A CFP Reflection on Choices, Fear, and Responsibility

Some films entertain you in the theatre.

Some films follow you home.

Dhurandhar followed me home—not loudly, not dramatically—but quietly, like a thought that stays with you at a traffic signal long after the credits roll.

It wasn’t the action sequences that stayed with me.

It wasn’t even the twists.

What stayed with me were the human choices made under pressure—and how disturbingly familiar they felt to someone who has spent decades sitting across dining tables, listening to families talk about money, fear, and responsibility.

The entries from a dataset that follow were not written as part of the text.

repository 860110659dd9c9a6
//! Fixed-size overlapping text windows for ingestion.

use serde::{Deserialize, Serialize};

use crate::core::config::settings::IngestConfig;

#[derive(Debug, Clone, Serialize, Deserialize)]
pub struct SplitterConfig {
    /// Maximum window size in characters
    pub chunk_size: usize,
    /// Characters shared between consecutive windows
    pub chunk_overlap: usize,
}

impl Default for SplitterConfig {
    fn default() -> Self {
        Self::from(&IngestConfig::default())
    }
}

impl From<&IngestConfig> for SplitterConfig {
    fn from(config: &IngestConfig) -> Self {
        Self {
            chunk_size: config.chunk_size,
            chunk_overlap: config.chunk_overlap,
        }
    }
}

#[derive(Debug, Clone, PartialEq, Serialize, Deserialize)]
pub struct TextWindow {
    pub text: String,
    /// Character offset in the original document
    pub start_offset: usize,
    /// Window index within the document
    pub index: usize,
}

pub struct TextSplitter {
    config: SplitterConfig,
}

impl TextSplitter {
    pub fn new(config: SplitterConfig) -> Self {
        Self { config }
    }

    /// Split text into overlapping windows, preferring to cut at a sentence end
    /// near the window boundary. Whitespace-only windows are dropped.
    pub fn split(&self, text: &str) -> Vec<TextWindow> {
        let chunk_size = self.config.chunk_size.max(1);
        let overlap = self.config.chunk_overlap.min(chunk_size - 1);

        let chars: Vec<char> = text.chars().collect();
        let total_chars = chars.len();
        let mut windows = Vec::new();
        let mut start = 0;

        while start < total_chars {
            let end = (start + chunk_size).min(total_chars);
            let cut = if end < total_chars {
                sentence_boundary(&chars[start..end]).map_or(end, |b| start + b)
            } else {
                end
            };

            let window: String = chars[start..cut].iter().collect();
            let trimmed = window.trim();
            if !trimmed.is_empty() {
                windows.push(TextWindow {
                    text: trimmed.to_string(),
                    start_offset: start,
                    index: windows.len(),
                });
            }

            if cut >= total_chars {
                break;
            }
            start = cut.saturating_sub(overlap).max(start + 1);
        }

        windows
    }
}

/// Position just past the last sentence terminator in the final fifth of the window.
fn sentence_boundary(window: &[char]) -> Option<usize> {
    let search_start = window.len() * 80 / 100;
    (search_start..window.len().saturating_sub(1))
        .rev()
        .find(|&i| matches!(window[i], '.' | '!' | '?') && window[i + 1].is_whitespace())
        .map(|i| i + 2)
}
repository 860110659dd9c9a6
pub mod handlers;
pub mod router;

This is not a movie review.

This is a reflection.

The kind that happens when you are driving back home alone, replaying scenes—not as cinema, but as mirrors.

Let me take you through the moments that did this to me.

1. Hamza in Lyari: When “Managing” Masquerades as Stability

The Scene That Triggered It

When Hamza (Ranveer Singh) enters Lyari under a false identity, the film deliberately slows down. There is no heroism here. No big plan revealed. We watch him live modestly, earn trust slowly, do errands, observe people, and blend into an ecosystem that survives on routines rather than rules.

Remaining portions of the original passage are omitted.